## WHAT THIS TASK INVOLVES
Can you return the records below exactly as they stand, but only from the first line through the one with "use crate::core::ticket::Action;"?

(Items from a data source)
*** Block opens ***

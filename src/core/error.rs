//! Error types for admission-control operations.

use thiserror::Error;

/// Errors produced by gate components.
#[derive(Debug, Error)]
pub enum GateError {
    /// Configuration failed validation.
    #[error("invalid configuration: {0}")]
    InvalidConfig(String),
    /// The controller has been disposed and accepts no new admissions.
    #[error("gate disposed")]
    Disposed,
}

/// Application-facing result using anyhow for higher-level contexts.
pub type AppResult<T> = Result<T, anyhow::Error>;
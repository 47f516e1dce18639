//! Telemetry helpers for structured logging and tracing.

/// Initialize tracing/telemetry. Loads environment from a `.env` file when
/// present, then installs a default env-filtered subscriber if none is set.
pub fn init_tracing() {
    let _ = dotenvy::dotenv();
    if tracing::dispatcher::has_been_set() {
        return;
    }
    let _ = tracing_subscriber::fmt()
        .with_env_filter(tracing_subscriber::EnvFilter::from_default_env())
        .try_init();
}
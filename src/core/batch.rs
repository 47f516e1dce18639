//! Periodic tick drivers for the batch reclaim policy.
//!
//! A [`BatchScheduler`] owns exactly one tick loop. Each pass sleeps for the
//! configured interval, drains the pool once, fires the drained actions, then
//! blocks until the whole batch has reported completion before arming the
//! next tick. Two drivers are provided:
//!
//! - a dedicated OS thread using a blocking `recv_timeout` sleep that a
//!   shutdown message (or dropping the sender) interrupts;
//! - a task spawned onto a tokio runtime, which performs the batch-done
//!   condvar wait on the blocking pool so runtime workers stay free.
//!
//! The driver never joins its loop on shutdown: `shutdown` may be called from
//! inside an admitted action, which on the thread driver would be a self-join.

use std::panic::{catch_unwind, AssertUnwindSafe};
use std::sync::Arc;
use std::thread;
use std::time::Duration;

use crossbeam_channel::{bounded, Receiver, RecvTimeoutError, Sender};
use parking_lot::Mutex;
use tracing::{debug, error};

use crate::core::pool::AdmissionPool;
use crate::core::ticket::Action;

#[cfg(feature = "tokio-runtime")]
use crate::runtime::Spawn;

/// Handle held by the scheduler to stop its tick loop.
enum TickDriver {
    /// Dedicated OS thread. Dropping the sender unblocks the loop naturally.
    Thread {
        shutdown_tx: Mutex<Option<Sender<()>>>,
    },
    /// Detached tokio task signaled through a `Notify`.
    #[cfg(feature = "tokio-runtime")]
    Tokio { shutdown: Arc<tokio::sync::Notify> },
}

/// Fixed-interval driver that drains the pool in whole batches.
pub(crate) struct BatchScheduler {
    pool: Arc<AdmissionPool>,
    driver: TickDriver,
}

impl BatchScheduler {
    /// Start a tick loop on a dedicated OS thread.
    pub(crate) fn thread(pool: Arc<AdmissionPool>, interval: Duration) -> Self {
        let (shutdown_tx, shutdown_rx) = bounded::<()>(1);
        let tick_pool = Arc::clone(&pool);
        thread::Builder::new()
            .name(format!("gate-tick-{}", pool.gate_id()))
            .spawn(move || tick_thread_loop(&tick_pool, interval, &shutdown_rx))
            .expect("failed to spawn batch tick thread");

        Self {
            pool,
            driver: TickDriver::Thread {
                shutdown_tx: Mutex::new(Some(shutdown_tx)),
            },
        }
    }

    /// Spawn the tick loop onto an async runtime via `spawner`.
    ///
    /// The loop future uses tokio timers, so the spawner must execute it on
    /// a tokio runtime.
    #[cfg(feature = "tokio-runtime")]
    pub(crate) fn tokio<S: Spawn>(
        pool: Arc<AdmissionPool>,
        interval: Duration,
        spawner: &S,
    ) -> Self {
        let shutdown = Arc::new(tokio::sync::Notify::new());
        let tick_pool = Arc::clone(&pool);
        let tick_shutdown = Arc::clone(&shutdown);
        spawner.spawn(async move {
            tick_task_loop(tick_pool, interval, tick_shutdown).await;
        });

        Self {
            pool,
            driver: TickDriver::Tokio { shutdown },
        }
    }

    /// Stop the tick driver without joining it. Idempotent.
    pub(crate) fn shutdown(&self) {
        match &self.driver {
            TickDriver::Thread { shutdown_tx } => {
                let mut tx = shutdown_tx.lock();
                if tx.take().is_some() {
                    debug!("tick thread for gate {} signaled to stop", self.pool.gate_id());
                }
            }
            #[cfg(feature = "tokio-runtime")]
            TickDriver::Tokio { shutdown } => {
                shutdown.notify_one();
                debug!("tick task for gate {} signaled to stop", self.pool.gate_id());
            }
        }
    }
}

/// Fire one drained batch. A panicking action must not take down the tick
/// driver; its slot stays held because the completion will never be reported.
fn fire_batch(actions: Vec<Action>) {
    for action in actions {
        if catch_unwind(AssertUnwindSafe(action)).is_err() {
            error!("admitted action panicked, its slot remains held");
        }
    }
}

/// Tick loop body for the OS-thread driver. Blocks on `recv_timeout` between
/// ticks; a shutdown message or sender drop ends the loop.
fn tick_thread_loop(pool: &AdmissionPool, interval: Duration, shutdown_rx: &Receiver<()>) {
    debug!("tick thread started for gate {}", pool.gate_id());
    loop {
        match shutdown_rx.recv_timeout(interval) {
            Err(RecvTimeoutError::Timeout) => {}
            Ok(()) | Err(RecvTimeoutError::Disconnected) => break,
        }
        if pool.is_disposed() {
            break;
        }

        fire_batch(pool.drain_batch());
        // The next tick is only armed once the whole batch has reported back.
        pool.wait_batch_done();
        if pool.is_disposed() {
            break;
        }
    }
    debug!("tick thread exiting for gate {}", pool.gate_id());
}

/// Tick loop body for the tokio driver.
#[cfg(feature = "tokio-runtime")]
async fn tick_task_loop(
    pool: Arc<AdmissionPool>,
    interval: Duration,
    shutdown: Arc<tokio::sync::Notify>,
) {
    debug!("tick task started for gate {}", pool.gate_id());
    loop {
        tokio::select! {
            () = tokio::time::sleep(interval) => {}
            () = shutdown.notified() => break,
        }
        if pool.is_disposed() {
            break;
        }

        fire_batch(pool.drain_batch());
        // Wait on the parking_lot condvar from tokio's blocking pool.
        let wait_pool = Arc::clone(&pool);
        if tokio::task::spawn_blocking(move || wait_pool.wait_batch_done())
            .await
            .is_err()
        {
            break;
        }
        if pool.is_disposed() {
            break;
        }
    }
    debug!("tick task exiting for gate {}", pool.gate_id());
}

#[cfg(test)]
mod tests {
    use std::sync::atomic::{AtomicUsize, Ordering};

    use crate::core::pool::DrainMode;

    use super::*;

    fn batch_pool(capacity: usize) -> Arc<AdmissionPool> {
        Arc::new(AdmissionPool::new(
            "test-gate".into(),
            capacity,
            DrainMode::Batch,
            None,
        ))
    }

    fn enqueue_counted(pool: &AdmissionPool, fired: &Arc<AtomicUsize>) {
        let fired = Arc::clone(fired);
        pool.request_admission(Box::new(move || {
            fired.fetch_add(1, Ordering::SeqCst);
        }))
        .unwrap();
    }

    #[test]
    fn test_thread_driver_fires_one_batch_per_interval() {
        let pool = batch_pool(2);
        let fired = Arc::new(AtomicUsize::new(0));
        for _ in 0..5 {
            enqueue_counted(&pool, &fired);
        }

        let scheduler = BatchScheduler::thread(Arc::clone(&pool), Duration::from_millis(20));
        thread::sleep(Duration::from_millis(100));
        // No completions reported, so later ticks must not refill.
        assert_eq!(fired.load(Ordering::SeqCst), 2);

        pool.report_completion();
        pool.report_completion();
        thread::sleep(Duration::from_millis(100));
        assert_eq!(fired.load(Ordering::SeqCst), 4);

        pool.dispose();
        scheduler.shutdown();
    }

    #[test]
    fn test_thread_driver_stops_after_shutdown() {
        let pool = batch_pool(1);
        let fired = Arc::new(AtomicUsize::new(0));
        let scheduler = BatchScheduler::thread(Arc::clone(&pool), Duration::from_millis(10));

        pool.dispose();
        scheduler.shutdown();
        scheduler.shutdown();

        // Requests are refused once disposed, so nothing can ever fire.
        assert!(pool
            .request_admission(Box::new(|| {}))
            .is_err());
        thread::sleep(Duration::from_millis(50));
        assert_eq!(fired.load(Ordering::SeqCst), 0);
    }

    #[test]
    fn test_panicking_action_does_not_kill_the_loop() {
        let pool = batch_pool(1);
        let fired = Arc::new(AtomicUsize::new(0));
        pool.request_admission(Box::new(|| panic!("render blew up")))
            .unwrap();

        let scheduler = BatchScheduler::thread(Arc::clone(&pool), Duration::from_millis(10));
        thread::sleep(Duration::from_millis(50));

        // The panicked unit never reports, so its slot is still held.
        assert_eq!(pool.stats().active, 1);

        // Reporting on its behalf lets the next batch through.
        pool.report_completion();
        enqueue_counted(&pool, &fired);
        thread::sleep(Duration::from_millis(50));
        assert_eq!(fired.load(Ordering::SeqCst), 1);

        pool.dispose();
        scheduler.shutdown();
    }
}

*** Block closes ***

## RESULT
filename src/core/error.rs
//! Error types for admission-control operations.

use thiserror::Error;

/// Errors produced by gate components.
#[derive(Debug, Error)]
pub enum GateError {
    /// Configuration failed validation.
    #[error("invalid configuration: {0}")]
    InvalidConfig(String),
    /// The controller has been disposed and accepts no new admissions.
    #[error("gate disposed")]
    Disposed,
}

/// Application-facing result using anyhow for higher-level contexts.
pub type AppResult<T> = Result<T, anyhow::Error>;
repository 47f516e1dce18639
//! Telemetry helpers for structured logging and tracing.

/// Initialize tracing/telemetry. Loads environment from a `.env` file when
/// present, then installs a default env-filtered subscriber if none is set.
pub fn init_tracing() {
    let _ = dotenvy::dotenv();
    if tracing::dispatcher::has_been_set() {
        return;
    }
    let _ = tracing_subscriber::fmt()
        .with_env_filter(tracing_subscriber::EnvFilter::from_default_env())
        .try_init();
}
filename src/core/batch.rs
repository 47f516e1dce18639
//! Periodic tick drivers for the batch reclaim policy.
//!
//! A [`BatchScheduler`] owns exactly one tick loop. Each pass sleeps for the
//! configured interval, drains the pool once, fires the drained actions, then
//! blocks until the whole batch has reported completion before arming the
//! next tick. Two drivers are provided:
//!
//! - a dedicated OS thread using a blocking `recv_timeout` sleep that a
//!   shutdown message (or dropping the sender) interrupts;
//! - a task spawned onto a tokio runtime, which performs the batch-done
//!   condvar wait on the blocking pool so runtime workers stay free.
//!
//! The driver never joins its loop on shutdown: `shutdown` may be called from
//! inside an admitted action, which on the thread driver would be a self-join.

use std::panic::{catch_unwind, AssertUnwindSafe};
use std::sync::Arc;
use std::thread;
use std::time::Duration;

use crossbeam_channel::{bounded, Receiver, RecvTimeoutError, Sender};
use parking_lot::Mutex;
use tracing::{debug, error};

use crate::core::pool::AdmissionPool;
use crate::core::ticket::Action;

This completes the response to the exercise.